Open Educational Resources (OER) are digital materials that can be used, re-used and repurposed for teaching, learning, research and more, made freely available online through open licences such as Creative Commons. OER include a varied range of digital assets from course materials, content modules, collections, and journals to digital images, music and video clips.
The OER pilot programme ran between April 2009 and April 2010 with the aim of making a wide range of existing high quality higher education resources freely available, easily discovered online and routinely re-used and repurposed by both educators and learners worldwide.
Phase 2 of the OER programme ran between August 2010 and August 2011 with projects and activities focusing on extending the range of materials openly available, documenting benefits offered by OER to those involved in the learning process, and enhancing the discoverability and use of OER materials.
The third phase (2011- 2012/13) supported projects that addressed key strategic and thematic priorities while building on the lessons learnt within the first two OER phases, these included projects to develop PG Cert programmes for new staff so that it becomes culturally acceptable for them to develop, use and repurpose OER in their evolving teaching practice; projects involving the release of high quality resources to support HEA accredited programmes or schemes of professional development that meet the UK Professional Standards Framework (UK PSF); a Change Academy model focussing on whole institutional change, with outputs stated as reviewed change strategies addressing the development and use of OER by teaching staff and students; and projects involving the collection and release of OER.

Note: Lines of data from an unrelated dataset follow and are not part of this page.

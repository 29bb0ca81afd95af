//! Storage error types.

use thiserror::Error;

/// Errors that can occur in archive store operations.
///
/// A lookup that finds no capture is not an error (`Ok(None)`); everything
/// here except [`StorageError::CollectionNotFound`] and
/// [`StorageError::CollectionExists`] means the store itself is unusable for
/// the request.
#[derive(Debug, Error)]
pub enum StorageError {
    /// Index database error from rusqlite.
    #[error("Database error: {0}")]
    Database(#[from] rusqlite::Error),

    /// IO error reading or writing archive files.
    #[error("IO error: {0}")]
    Io(#[from] std::io::Error),

    /// Collection does not exist.
    #[error("Collection not found: {0}")]
    CollectionNotFound(String),

    /// Collection already exists.
    #[error("Collection already exists: {0}")]
    CollectionExists(String),

    /// Invalid collection name.
    #[error("Invalid collection: {0}")]
    InvalidCollection(#[from] wayproxy_core::ConfigError),

    /// An archive record could not be parsed.
    #[error("Malformed record in {file} at offset {offset}: {reason}")]
    MalformedRecord {
        /// Archive file name.
        file: String,
        /// Byte offset of the record.
        offset: u64,
        /// What was wrong.
        reason: String,
    },

    /// The store is unavailable (poisoned lock, failed background task).
    #[error("Store unavailable: {0}")]
    Unavailable(String),

    /// Migration error.
    #[error("Migration error: {0}")]
    Migration(String),
}

impl StorageError {
    /// Whether the error means the requested collection is absent, as opposed
    /// to the store being broken.
    pub fn is_not_found(&self) -> bool {
        matches!(self, Self::CollectionNotFound(_))
    }
}

/// Result type for storage operations.
pub type Result<T> = std::result::Result<T, StorageError>;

In addition to funded projects, Phase 3 also included:
a) A survey and focus group series with the NUS to assess the current level of OER awareness and use among students.

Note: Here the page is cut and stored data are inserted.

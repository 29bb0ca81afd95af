//! Front-end request routing.
//!
//! Every decrypted or plain-HTTP request lands in [`FrontEndRouter::handle`],
//! which picks a [`Mode`] and produces the complete response:
//!
//! ```text
//! request ─► select_mode ─┬─ Replay      ─► archive lookup ─┐
//!                         ├─ Record      ─► upstream + recorder ─┼─► injection ─► client
//!                         └─ Passthrough ─► helper endpoints ────────────────────► client
//! ```
//!
//! Recorded HTML is buffered so the head insert can be placed; any other
//! recorded body is forwarded chunk by chunk while the recorder keeps a copy.

use std::fmt::Display;
use std::sync::Arc;

use bytes::Bytes;
use chrono::{DateTime, Utc};
use futures::{Stream, StreamExt};
use http::{HeaderMap, Request, Response, StatusCode, Uri};
use parking_lot::RwLock;
use tokio::sync::mpsc;

use wayproxy_core::timestamp::parse_http_date;
use wayproxy_core::{target_url, CapturedRequest, MementoDescriptor, ProxyOptions, RouteSpec};
use wayproxy_storage::ArchiveStore;

use crate::body::ResponseBody;
use crate::endpoints::HelperEndpoints;
use crate::error::{ProxyError, Result};
use crate::inject::{add_memento_headers, strip_hop_by_hop, InjectionPipeline};
use crate::recorder::{PendingCapture, SessionRecorder};
use crate::upstream::{forwardable_headers, UpstreamClient};

/// `Accept-Datetime` request header.
pub const ACCEPT_DATETIME: &str = "accept-datetime";

/// Chunks in flight between a recorded upstream and its client.
const STREAM_DEPTH: usize = 16;

/// How a request is served.
#[derive(Debug, Clone, Copy, PartialEq, Eq)]
pub enum Mode {
    /// Serve the closest archived capture.
    Replay,
    /// Fetch live and record.
    Record,
    /// Helper endpoint; neither archive nor recorder is involved.
    Passthrough,
}

/// Picks the mode for a request.
///
/// The reserved host always bypasses the archive; everything else follows
/// the route.
pub fn select_mode(route: &RouteSpec, magic_host: &str, uri: &Uri) -> Mode {
    let is_magic = uri
        .host()
        .is_some_and(|host| host.eq_ignore_ascii_case(magic_host));

    if is_magic {
        Mode::Passthrough
    } else if route.record {
        Mode::Record
    } else {
        Mode::Replay
    }
}

/// Routes requests for one set of proxy options.
///
/// Options are fixed at construction; build a new router to change them.
pub struct FrontEndRouter {
    options: ProxyOptions,
    route: RouteSpec,
    store: Arc<dyn ArchiveStore>,
    upstream: UpstreamClient,
    pipeline: InjectionPipeline,
    endpoints: HelperEndpoints,
    recorder: Option<Arc<SessionRecorder>>,
}

impl std::fmt::Debug for FrontEndRouter {
    fn fmt(&self, f: &mut std::fmt::Formatter<'_>) -> std::fmt::Result {
        f.debug_struct("FrontEndRouter")
            .field("route", &self.route)
            .field("recorder", &self.recorder)
            .finish_non_exhaustive()
    }
}

impl FrontEndRouter {
    /// Builds a router.
    ///
    /// Invalid options are rejected here, before any request is served.
    pub fn new(
        options: ProxyOptions,
        store: Arc<dyn ArchiveStore>,
        upstream: UpstreamClient,
    ) -> Result<Self> {
        options.validate()?;
        let route = options.route()?;

        let recorder = route
            .record
            .then(|| Arc::new(SessionRecorder::new(store.clone(), &route.collection)));

        tracing::info!(
            "Router for {} ({})",
            route,
            if route.record { "record" } else { "replay" }
        );

        Ok(Self {
            pipeline: InjectionPipeline::new(&options, &route),
            endpoints: HelperEndpoints::new(upstream.clone()),
            options,
            route,
            store,
            upstream,
            recorder,
        })
    }

    /// Options this router was built from.
    pub fn options(&self) -> &ProxyOptions {
        &self.options
    }

    /// Route this router serves.
    pub fn route(&self) -> &RouteSpec {
        &self.route
    }

    /// Recorder of a recording route.
    pub fn recorder(&self) -> Option<&Arc<SessionRecorder>> {
        self.recorder.as_ref()
    }

    /// Handles one request; errors become error responses.
    pub async fn handle(&self, req: Request<Bytes>) -> Response<ResponseBody> {
        let method = req.method().clone();
        let uri = req.uri().clone();

        match self.dispatch(req).await {
            Ok(response) => response,
            Err(e) => {
                let status = e.status();
                if status.is_server_error() {
                    tracing::warn!("{} {} failed: {}", method, uri, e);
                } else {
                    tracing::debug!("{} {} -> {}: {}", method, uri, status, e);
                }
                e.to_response().map(ResponseBody::from)
            }
        }
    }

    async fn dispatch(&self, req: Request<Bytes>) -> Result<Response<ResponseBody>> {
        let mode = select_mode(&self.route, &self.options.magic_host, req.uri());
        tracing::debug!("{} {} -> {:?}", req.method(), req.uri(), mode);

        match mode {
            Mode::Passthrough => Ok(self.endpoints.handle(&req).await.map(ResponseBody::from)),
            Mode::Replay => self
                .replay(&req)
                .await
                .map(|response| response.map(ResponseBody::from)),
            Mode::Record => self.record(req).await,
        }
    }

    async fn replay(&self, req: &Request<Bytes>) -> Result<Response<Bytes>> {
        let url = request_url(req.uri())?;
        let requested = accept_datetime(req)?;
        let collection = &self.route.collection;

        let record = self
            .store
            .lookup(collection, &url, requested)
            .await?
            .ok_or_else(|| ProxyError::NotFound(format!("{} in {}", url, collection)))?;

        let memento = MementoDescriptor::replay(&record, collection);
        let (headers, body) =
            self.pipeline
                .rewrite(&record.headers, record.body.clone(), &memento, requested);

        let mut response = Response::new(body);
        *response.status_mut() = record.status;
        *response.headers_mut() = headers;
        Ok(response)
    }

    async fn record(&self, req: Request<Bytes>) -> Result<Response<ResponseBody>> {
        let recorder = self
            .recorder
            .as_ref()
            .ok_or_else(|| ProxyError::Proxy("recording route without recorder".into()))?;

        let url = request_url(req.uri())?;
        let (parts, body) = req.into_parts();

        let upstream = self
            .upstream
            .fetch(&parts.method, &url, &parts.headers, body.clone())
            .await?;
        let status = upstream.status();
        let upstream_headers = upstream.headers().clone();

        let request = CapturedRequest {
            method: parts.method.clone(),
            path_and_query: parts
                .uri
                .path_and_query()
                .map(|pq| pq.as_str().to_string())
                .unwrap_or_else(|| "/".to_string()),
            headers: forwardable_headers(&parts.headers),
            body,
        };

        if !self.pipeline.decide(&upstream_headers).modifies_body() {
            let capture = recorder.begin(request, &url, status, &upstream_headers)?;
            return Ok(stream_recorded(
                status,
                &upstream_headers,
                capture,
                Box::pin(upstream.bytes_stream()),
            ));
        }

        let record = recorder
            .record(
                request,
                &url,
                status,
                &upstream_headers,
                Box::pin(upstream.bytes_stream()),
            )
            .await?;

        let memento = MementoDescriptor::live(&record, &self.route.collection);
        let (headers, body) = self
            .pipeline
            .rewrite(&record.headers, record.body.clone(), &memento, None);

        let mut response = Response::new(ResponseBody::from(body));
        *response.status_mut() = record.status;
        *response.headers_mut() = headers;
        Ok(response)
    }
}

/// Forwards a recorded body to the client as it arrives.
///
/// The origin's `Content-Length`, if any, is kept since the body is not
/// modified.
fn stream_recorded<S, E>(
    status: StatusCode,
    upstream_headers: &HeaderMap,
    capture: PendingCapture,
    upstream: S,
) -> Response<ResponseBody>
where
    S: Stream<Item = std::result::Result<Bytes, E>> + Unpin + Send + 'static,
    E: Display + Send + 'static,
{
    let mut headers = strip_hop_by_hop(upstream_headers);
    add_memento_headers(&mut headers, &capture.memento());

    let (tx, body) = ResponseBody::channel(STREAM_DEPTH);
    tokio::spawn(tee(upstream, capture, tx));

    let mut response = Response::new(body);
    *response.status_mut() = status;
    *response.headers_mut() = headers;
    response
}

/// Copies `upstream` to the client and into `capture`.
///
/// The capture is committed only after a clean end and before the client
/// body ends, so a flush after the client is done sees it. An upstream
/// failure or a departed client aborts it.
async fn tee<S, E>(
    mut upstream: S,
    mut capture: PendingCapture,
    client: mpsc::Sender<Result<Bytes>>,
) where
    S: Stream<Item = std::result::Result<Bytes, E>> + Unpin,
    E: Display,
{
    while let Some(chunk) = upstream.next().await {
        match chunk {
            Ok(chunk) => {
                capture.push(&chunk);
                if client.send(Ok(chunk)).await.is_err() {
                    tracing::debug!("Client left; not recording {}", capture.url());
                    return;
                }
            }
            Err(e) => {
                tracing::warn!("Aborted capture of {}: {}", capture.url(), e);
                let _ = client
                    .send(Err(ProxyError::Upstream(e.to_string())))
                    .await;
                return;
            }
        }
    }

    let url = capture.url().to_string();
    if let Err(e) = capture.commit().await {
        tracing::warn!("Capture of {} dropped: {}", url, e);
    }
}

/// The router currently serving requests.
///
/// Requests take a snapshot per request, so swapping in a new router never
/// affects requests already in flight.
#[derive(Debug, Clone)]
pub struct RouterSlot {
    inner: Arc<RwLock<Arc<FrontEndRouter>>>,
}

impl RouterSlot {
    /// Creates a slot holding `router`.
    pub fn new(router: FrontEndRouter) -> Self {
        Self {
            inner: Arc::new(RwLock::new(Arc::new(router))),
        }
    }

    /// The current router.
    pub fn current(&self) -> Arc<FrontEndRouter> {
        self.inner.read().clone()
    }

    /// Installs a new router and returns the previous one.
    pub fn replace(&self, router: FrontEndRouter) -> Arc<FrontEndRouter> {
        std::mem::replace(&mut *self.inner.write(), Arc::new(router))
    }
}

fn request_url(uri: &Uri) -> Result<String> {
    target_url(uri)
        .ok_or_else(|| ProxyError::BadRequest(format!("not a proxy request: {}", uri)))
}

/// Parses the `Accept-Datetime` hint; absent means "most recent".
fn accept_datetime(req: &Request<Bytes>) -> Result<Option<DateTime<Utc>>> {
    let Some(value) = req.headers().get(ACCEPT_DATETIME) else {
        return Ok(None);
    };

    let value = value
        .to_str()
        .map_err(|_| ProxyError::BadRequest("Accept-Datetime is not ASCII".into()))?;
    parse_http_date(value)
        .map(Some)
        .map_err(|e| ProxyError::BadRequest(format!("Accept-Datetime: {}", e)))
}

b) Further technical work supporting the creation and reuse of OER, to include a Rapid Innovation call and a Hack Challenge.
d) Work to promote UK OER overseas.
e) Work with Professional, Statutory and Regulatory Bodies (PSRBs) and subject associations to reach those not currently engaged with OER at a discipline level.
f) Research investigating institutional reluctance to open practice and further work to promote debut ventures into OER creation.